[DIRECTIONS FOR THIS TASK]:
Every word of the data below has to be copied faithfully.

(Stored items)
%%
// ==========================================
// 集装箱单证核对系统 - 块内注入器
// ==========================================
// 依据: Reorder_Engine_Spec_v0.2.md - 5. 取值注入
// 职责: 把派生积载值写入块内合适单元格,不改变块形状
// ==========================================
// 策略顺序:
//   1. 覆写块内首个已是积载形态的单元格
//   2. 锚点标签单元格的右邻单元格
//   3. 块前缀行内首个空单元格（避免污染块尾备注行）
// 红线: 每块恰好写一个单元格;同值重复注入幂等
// ==========================================

use crate::domain::{Block, CellValue, Grid};
use crate::pattern::stowage;
use tracing::debug;

// 锚点标签词表(中英文),命中后写其右邻单元格
const ANCHOR_LABELS: &[&str] = &["position", "stowage", "stow", "pos", "积载", "箱位", "贝位"];

pub struct BlockInjector {
    inject_prefix_rows: usize,
}

impl BlockInjector {
    pub fn new(inject_prefix_rows: usize) -> Self {
        Self { inject_prefix_rows }
    }

    /// 向块内注入显示值(6 位积载键)
    ///
    /// # 返回
    /// - `true`: 已写入恰好一个单元格
    /// - `false`: 三种策略均无落点,块保持原样
    pub fn inject(&self, grid: &mut Grid, block: &Block, value: &str) -> bool {
        // 策略 1: 覆写首个积载形态单元格
        for row in block.start_row..block.end_row {
            let cols = grid.row(row).map(|r| r.len()).unwrap_or(0);
            for col in 0..cols {
                if stowage::parse(grid.cell(row, col)).is_some() {
                    grid.set_cell(row, col, CellValue::Text(value.to_string()));
                    debug!(container = %block.container_id, row, col, "注入: 覆写积载形态单元格");
                    return true;
                }
            }
        }

        // 策略 2: 锚点标签右邻
        for row in block.start_row..block.end_row {
            let cols = grid.row(row).map(|r| r.len()).unwrap_or(0);
            for col in 0..cols {
                if is_anchor_label(grid.cell(row, col)) {
                    grid.set_cell(row, col + 1, CellValue::Text(value.to_string()));
                    debug!(container = %block.container_id, row, col, "注入: 锚点标签右邻");
                    return true;
                }
            }
        }

        // 策略 3: 块前缀行内首个空单元格
        let prefix_end = block.end_row.min(block.start_row + self.inject_prefix_rows);
        for row in block.start_row..prefix_end {
            let cols = grid.row(row).map(|r| r.len()).unwrap_or(0);
            for col in 0..cols {
                if grid.cell(row, col).is_empty() {
                    grid.set_cell(row, col, CellValue::Text(value.to_string()));
                    debug!(container = %block.container_id, row, col, "注入: 前缀空单元格");
                    return true;
                }
            }
        }

        debug!(container = %block.container_id, "注入: 无可用落点");
        false
    }
}

fn is_anchor_label(cell: &CellValue) -> bool {
    let text = match cell.trimmed_text() {
        Some(t) => t.to_lowercase(),
        None => return false,
    };
    ANCHOR_LABELS.iter().any(|label| text == *label)
}

#[cfg(test)]
mod tests {
    use super::*;

    fn block(start: usize, end: usize) -> Block {
        Block {
            container_id: "CSQU3054383".to_string(),
            start_row: start,
            end_row: end,
        }
    }

    fn injector() -> BlockInjector {
        BlockInjector::new(3)
    }

    #[test]
    fn test_strategy1_overwrite_stowage_shaped() {
        let mut grid = Grid::from_text_rows(&[
            vec!["CSQU3054383", "12.03.82"],
            vec!["", "remark"],
        ]);
        assert!(injector().inject(&mut grid, &block(0, 2), "140382"));
        assert_eq!(grid.cell(0, 1), &CellValue::Text("140382".to_string()));
        // 其余单元格不受影响
        assert_eq!(grid.cell(1, 1), &CellValue::Text("remark".to_string()));
    }

    #[test]
    fn test_strategy2_anchor_adjacent() {
        let mut grid = Grid::from_text_rows(&[
            vec!["CSQU3054383", "cargo"],
            vec!["Position", "tbd"],
        ]);
        assert!(injector().inject(&mut grid, &block(0, 2), "140382"));
        assert_eq!(grid.cell(1, 1), &CellValue::Text("140382".to_string()));
    }

    #[test]
    fn test_strategy3_first_empty_in_prefix() {
        let mut grid = Grid::from_text_rows(&[
            vec!["CSQU3054383", "cargo", ""],
            vec!["x", "y", "z"],
        ]);
        assert!(injector().inject(&mut grid, &block(0, 2), "140382"));
        assert_eq!(grid.cell(0, 2), &CellValue::Text("140382".to_string()));
    }

    #[test]
    fn test_strategy3_respects_prefix_bound() {
        // 空单元格只在块前 3 行内寻找,块尾备注行不写
        let mut grid = Grid::from_text_rows(&[
            vec!["CSQU3054383", "a"],
            vec!["b", "c"],
            vec!["d", "e"],
            vec!["footer", ""],
        ]);
        assert!(!injector().inject(&mut grid, &block(0, 4), "140382"));
        assert_eq!(grid.cell(3, 1), &CellValue::Empty);
    }

    #[test]
    fn test_inject_idempotent() {
        // 幂等: 相同值注入两次,网格状态一致
        let mut grid = Grid::from_text_rows(&[vec!["CSQU3054383", "12.03.82"]]);
        injector().inject(&mut grid, &block(0, 1), "140382");
        let after_first = grid.clone();
        injector().inject(&mut grid, &block(0, 1), "140382");
        assert_eq!(grid, after_first);
    }

    #[test]
    fn test_exactly_one_cell_written() {
        let mut grid = Grid::from_text_rows(&[
            vec!["CSQU3054383", "12.03.82", "14.05.84"],
        ]);
        let before = grid.clone();
        injector().inject(&mut grid, &block(0, 1), "999999");

        let mut diffs = 0;
        for r in 0..grid.row_count() {
            for c in 0..grid.column_count() {
                if grid.cell(r, c) != before.cell(r, c) {
                    diffs += 1;
                }
            }
        }
        assert_eq!(diffs, 1);
    }
}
%%
[SOLUTION FOR THIS EXERCISE]:
// ==========================================
// 集装箱单证核对系统 - 块内注入器
// ==========================================
// 依据: Reorder_Engine_Spec_v0.2.md - 5. 取值注入
// 职责: 把派生积载值写入块内合适单元格,不改变块形状
// ==========================================
// 策略顺序:
//   1. 覆写块内首个已是积载形态的单元格
//   2. 锚点标签单元格的右邻单元格
//   3. 块前缀行内首个空单元格（避免污染块尾备注行）
// 红线: 每块恰好写一个单元格;同值重复注入幂等
// ==========================================

use crate::domain::{Block, CellValue, Grid};
use crate::pattern::stowage;
use tracing::debug;

// 锚点标签词表(中英文),命中后写其右邻单元格
const ANCHOR_LABELS: &[&str] = &["position", "stowage", "stow", "pos", "积载", "箱位", "贝位"];

pub struct BlockInjector {
    inject_prefix_rows: usize,
}

impl BlockInjector {
    pub fn new(inject_prefix_rows: usize) -> Self {
        Self { inject_prefix_rows }
    }

    /// 向块内注入显示值(6 位积载键)
    ///
    /// # 返回
    /// - `true`: 已写入恰好一个单元格
    /// - `false`: 三种策略均无落点,块保持原样
    pub fn inject(&self, grid: &mut Grid, block: &Block, value: &str) -> bool {
        // 策略 1: 覆写首个积载形态单元格
        for row in block.start_row..block.end_row {
            let cols = grid.row(row).map(|r| r.len()).unwrap_or(0);
            for col in 0..cols {
                if stowage::parse(grid.cell(row, col)).is_some() {
                    grid.set_cell(row, col, CellValue::Text(value.to_string()));
                    debug!(container = %block.container_id, row, col, "注入: 覆写积载形态单元格");
                    return true;
                }
            }
        }

        // 策略 2: 锚点标签右邻
        for row in block.start_row..block.end_row {
            let cols = grid.row(row).map(|r| r.len()).unwrap_or(0);
            for col in 0..cols {
                if is_anchor_label(grid.cell(row, col)) {
                    grid.set_cell(row, col + 1, CellValue::Text(value.to_string()));
                    debug!(container = %block.container_id, row, col, "注入: 锚点标签右邻");
                    return true;
                }
            }
        }

        // 策略 3: 块前缀行内首个空单元格
        let prefix_end = block.end_row.min(block.start_row + self.inject_prefix_rows);
        for row in block.start_row..prefix_end {
            let cols = grid.row(row).map(|r| r.len()).unwrap_or(0);
            for col in 0..cols {
                if grid.cell(row, col).is_empty() {
                    grid.set_cell(row, col, CellValue::Text(value.to_string()));
                    debug!(container = %block.container_id, row, col, "注入: 前缀空单元格");
                    return true;
                }
            }
        }

        debug!(container = %block.container_id, "注入: 无可用落点");
        false
    }
}

fn is_anchor_label(cell: &CellValue) -> bool {
    let text = match cell.trimmed_text() {
        Some(t) => t.to_lowercase(),
        None => return false,
    };
    ANCHOR_LABELS.iter().any(|label| text == *label)
}

#[cfg(test)]
mod tests {
    use super::*;

    fn block(start: usize, end: usize) -> Block {
        Block {
            container_id: "CSQU3054383".to_string(),
            start_row: start,
            end_row: end,
        }
    }

    fn injector() -> BlockInjector {
        BlockInjector::new(3)
    }

    #[test]
    fn test_strategy1_overwrite_stowage_shaped() {
        let mut grid = Grid::from_text_rows(&[
            vec!["CSQU3054383", "12.03.82"],
            vec!["", "remark"],
        ]);
        assert!(injector().inject(&mut grid, &block(0, 2), "140382"));
        assert_eq!(grid.cell(0, 1), &CellValue::Text("140382".to_string()));
        // 其余单元格不受影响
        assert_eq!(grid.cell(1, 1), &CellValue::Text("remark".to_string()));
    }

    #[test]
    fn test_strategy2_anchor_adjacent() {
        let mut grid = Grid::from_text_rows(&[
            vec!["CSQU3054383", "cargo"],
            vec!["Position", "tbd"],
        ]);
        assert!(injector().inject(&mut grid, &block(0, 2), "140382"));
        assert_eq!(grid.cell(1, 1), &CellValue::Text("140382".to_string()));
    }

    #[test]
    fn test_strategy3_first_empty_in_prefix() {
        let mut grid = Grid::from_text_rows(&[
            vec!["CSQU3054383", "cargo", ""],
            vec!["x", "y", "z"],
        ]);
        assert!(injector().inject(&mut grid, &block(0, 2), "140382"));
        assert_eq!(grid.cell(0, 2), &CellValue::Text("140382".to_string()));
    }

    #[test]
    fn test_strategy3_respects_prefix_bound() {
        // 空单元格只在块前 3 行内寻找,块尾备注行不写
        let mut grid = Grid::from_text_rows(&[
            vec!["CSQU3054383", "a"],
            vec!["b", "c"],
            vec!["d", "e"],
            vec!["footer", ""],
        ]);
        assert!(!injector().inject(&mut grid, &block(0, 4), "140382"));
        assert_eq!(grid.cell(3, 1), &CellValue::Empty);
    }

    #[test]
    fn test_inject_idempotent() {
        // 幂等: 相同值注入两次,网格状态一致
        let mut grid = Grid::from_text_rows(&[vec!["CSQU3054383", "12.03.82"]]);
        injector().inject(&mut grid, &block(0, 1), "140382");
        let after_first = grid.clone();
        injector().inject(&mut grid, &block(0, 1), "140382");
        assert_eq!(grid, after_first);
    }

    #[test]
    fn test_exactly_one_cell_written() {
        let mut grid = Grid::from_text_rows(&[
            vec!["CSQU3054383", "12.03.82", "14.05.84"],
        ]);
        let before = grid.clone();
        injector().inject(&mut grid, &block(0, 1), "999999");

        let mut diffs = 0;
        for r in 0..grid.row_count() {
            for c in 0..grid.column_count() {
                if grid.cell(r, c) != before.cell(r, c) {
                    diffs += 1;
                }
            }
        }
        assert_eq!(diffs, 1);
    }
}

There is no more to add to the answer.